The imposition of a minimum and/or maximum age range for the PA employer. (Adapted from Ratzka, 2018)
Of course, a true personal assistance programme would be the antithesis of these features. Although Ratzka has not mentioned it, an additional feature, which would fit a fake programme, is whether the programme has an artificial ceiling placed upon the direct payment, beyond which the cheaper option of institutional care is considered. For example, Norberg (2021) argues such neoliberal actions, which she asserts are shaped by disablism, are the experience of austerity for disabled people in Sweden. From interviews with disabled people, she explores how neoliberal welfare bureaucracy isolates and dehumanises disabled people; as well as obscuring, to the general public, the impact of austerity on this population.

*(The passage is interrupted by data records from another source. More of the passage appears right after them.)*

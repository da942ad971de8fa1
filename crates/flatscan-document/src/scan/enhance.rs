// SPDX-License-Identifier: PMPL-1.0-or-later
// Copyright (c) 2026 Jonathan D.A. Jewell (hyperpolymath) <jonathan.jewell@open.ac.uk>
//
// Scan enhancement — local adaptive thresholding that turns a rectified page
// into a two-tone "scanned" image.

use flatscan_core::config::{ThresholdConfig, ThresholdMethod};
use image::{GrayImage, Luma};
use imageproc::filter::gaussian_blur_f32;
use tracing::{debug, instrument};

/// Converts a grayscale page into a black-and-white one.
pub trait Binarizer: Send + Sync {
    /// Output pixels are exactly 0 or 255.
    fn binarize(&self, gray: &GrayImage) -> GrayImage;
}

/// Adaptive thresholding against a local neighbourhood mean.
///
/// A pixel becomes white when it is brighter than its neighbourhood mean minus
/// `c`, black otherwise. Uniform regions therefore come out white, which keeps
/// blank paper clean.
#[derive(Debug, Clone, Copy)]
pub struct AdaptiveThreshold {
    pub method: ThresholdMethod,
    /// Odd neighbourhood side length in pixels.
    pub block_size: u32,
    pub c: i32,
}

impl Default for AdaptiveThreshold {
    fn default() -> Self {
        Self::from_config(&ThresholdConfig::default())
    }
}

impl AdaptiveThreshold {
    pub fn from_config(config: &ThresholdConfig) -> Self {
        Self {
            method: config.method,
            block_size: config.block_size,
            c: config.c,
        }
    }

    /// Gaussian sigma matching a `block_size` kernel, using the usual
    /// `0.3 * ((k - 1) * 0.5 - 1) + 0.8` rule.
    fn sigma(&self) -> f32 {
        let k = self.block_size.max(3) as f32;
        0.3 * ((k - 1.0) * 0.5 - 1.0) + 0.8
    }
}

impl Binarizer for AdaptiveThreshold {
    #[instrument(skip_all, fields(method = ?self.method, block = self.block_size, c = self.c))]
    fn binarize(&self, gray: &GrayImage) -> GrayImage {
        let (width, height) = gray.dimensions();
        if width == 0 || height == 0 {
            return gray.clone();
        }

        let output = match self.method {
            ThresholdMethod::Gaussian => {
                let local = gaussian_blur_f32(gray, self.sigma());
                GrayImage::from_fn(width, height, |x, y| {
                    let mean = local.get_pixel(x, y).0[0] as f64;
                    threshold_pixel(gray.get_pixel(x, y).0[0], mean, self.c)
                })
            }
            ThresholdMethod::Mean => {
                let integral = compute_integral_image(gray);
                let radius = self.block_size / 2;
                GrayImage::from_fn(width, height, |x, y| {
                    let mean = region_mean(&integral, width, height, x, y, radius);
                    threshold_pixel(gray.get_pixel(x, y).0[0], mean, self.c)
                })
            }
        };

        debug!(
            white = output.pixels().filter(|p| p.0[0] == 255).count(),
            "Binarization complete"
        );
        output
    }
}

fn threshold_pixel(value: u8, mean: f64, c: i32) -> Luma<u8> {
    if value as f64 > mean - c as f64 {
        Luma([255])
    } else {
        Luma([0])
    }
}

// -- Integral image helpers ---------------------------------------------------

/// Summed-area table of a grayscale image.
///
/// `integral[y * (width+1) + x]` holds the sum over `[0, x) x [0, y)`; the
/// table is `(width+1) x (height+1)` with a zero border.
fn compute_integral_image(gray: &GrayImage) -> Vec<u64> {
    let (w, h) = gray.dimensions();
    let stride = (w + 1) as usize;
    let mut table = vec![0u64; stride * (h + 1) as usize];

    for y in 0..h {
        let mut row_sum: u64 = 0;
        for x in 0..w {
            row_sum += gray.get_pixel(x, y).0[0] as u64;
            let idx = (y + 1) as usize * stride + (x + 1) as usize;
            let above = y as usize * stride + (x + 1) as usize;
            table[idx] = row_sum + table[above];
        }
    }

    table
}

/// Mean over the square of `radius` around (cx, cy), clipped to the image.
fn region_mean(
    integral: &[u64],
    img_width: u32,
    img_height: u32,
    cx: u32,
    cy: u32,
    radius: u32,
) -> f64 {
    let stride = (img_width + 1) as usize;

    let x1 = cx.saturating_sub(radius) as usize;
    let y1 = cy.saturating_sub(radius) as usize;
    let x2 = ((cx + radius + 1) as usize).min(img_width as usize);
    let y2 = ((cy + radius + 1) as usize).min(img_height as usize);

    let area = ((x2 - x1) * (y2 - y1)) as f64;
    let sum = integral[y2 * stride + x2] as f64 - integral[y1 * stride + x2] as f64
        - integral[y2 * stride + x1] as f64
        + integral[y1 * stride + x1] as f64;

    sum / area
}

#[cfg(test)]
mod tests {
    use super::*;

    /// White page with a few dark strokes.
    fn text_like() -> GrayImage {
        GrayImage::from_fn(80, 60, |x, y| {
            if (20..60).contains(&x) && (y == 15 || y == 16 || y == 40) {
                Luma([30])
            } else {
                Luma([210 + ((x + y) % 2) as u8])
            }
        })
    }

    fn is_two_tone(img: &GrayImage) -> bool {
        img.pixels().all(|p| p.0[0] == 0 || p.0[0] == 255)
    }

    #[test]
    fn gaussian_output_is_two_tone() {
        let out = AdaptiveThreshold::default().binarize(&text_like());
        assert!(is_two_tone(&out));
        assert_eq!(out.get_pixel(30, 15).0[0], 0);
        assert_eq!(out.get_pixel(5, 5).0[0], 255);
    }

    #[test]
    fn mean_output_is_two_tone() {
        let threshold = AdaptiveThreshold {
            method: ThresholdMethod::Mean,
            ..AdaptiveThreshold::default()
        };
        let out = threshold.binarize(&text_like());
        assert!(is_two_tone(&out));
        assert_eq!(out.get_pixel(40, 40).0[0], 0);
    }

    #[test]
    fn uniform_page_goes_white() {
        let flat = GrayImage::from_pixel(32, 32, Luma([140]));
        for method in [ThresholdMethod::Gaussian, ThresholdMethod::Mean] {
            let out = AdaptiveThreshold {
                method,
                ..AdaptiveThreshold::default()
            }
            .binarize(&flat);
            assert!(out.pixels().all(|p| p.0[0] == 255), "{method:?}");
        }
    }

    #[test]
    fn sigma_for_default_block() {
        assert!((AdaptiveThreshold::default().sigma() - 2.0).abs() < 1e-6);
    }

    #[test]
    fn integral_region_mean_matches_direct_sum() {
        let img = GrayImage::from_fn(5, 4, |x, y| Luma([(x * 10 + y) as u8]));
        let integral = compute_integral_image(&img);
        // Full-image window.
        let total: u32 = img.pixels().map(|p| p.0[0] as u32).sum();
        let mean = region_mean(&integral, 5, 4, 2, 2, 10);
        assert!((mean - total as f64 / 20.0).abs() < 1e-9);
    }
}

Another key feature that would help distinguish fake from true personal assistance is the issue that has been discussed in this paper – the control of training and monitoring of PAs, as well as the amount and degree of support given to PA employers and their collectives. When authorities acquire such control over the management of personal assistance, the reassertion of professional’s power adds to the fakery of the programme and its (re)colonisation
Altermark (2016, 2018) has discussed community-based services for disabled people through a postcolonial lens. This paper has identified similar processes in the area of personal assistance programmes. It has explored PA programmes through the lens of postcolonial theory, where past oppressions of subjugated populations are found to be reproduced within the systems of their emancipation. The exercise of such powers results in a demarcation of who ‘should be’ resourced to realise their rights as citizens and how much that person should be charged for those resources. Once those resources have been transferred to the citizen, it is suggested that the systems of oppression continue through the management of the said resources. The limitations placed upon how much, and in what manner, these resources are used has led Adolf Ratzka to identify such limited personal assistance programmes as being fake (i.e. an illusion or Orwellian ‘Doublespeak’*5 and thus not real).
Ratzka (2004) had already suggested a series of features of a true programme. However, as Ratzka’s features of a fake programme are based on his personal observations, it would be valuable to complement these insights with international studies of personal assistance, in a similar vein to Mladenov’s (2019) study of ‘good’ personal assistance. Here, PA employers and members of the Movement in Europe were asked to assess a series of characteristics of personal assistance in terms of their impact on choice and control. The characteristics were assessed according to which were considered to be enablers of choice and control, which were perceived to be barriers, and which elicited disagreement or lack of consensus.
By combining Mladenov’s and Ratzka’s features of personal assistance, and applying Mladenov’s methodology and statistical analysis, comparative research could discover where individual states lie along a continuum of fake and true programmes. This would help identify specific targets in need of policy interventions that would help decolonise personal assistance.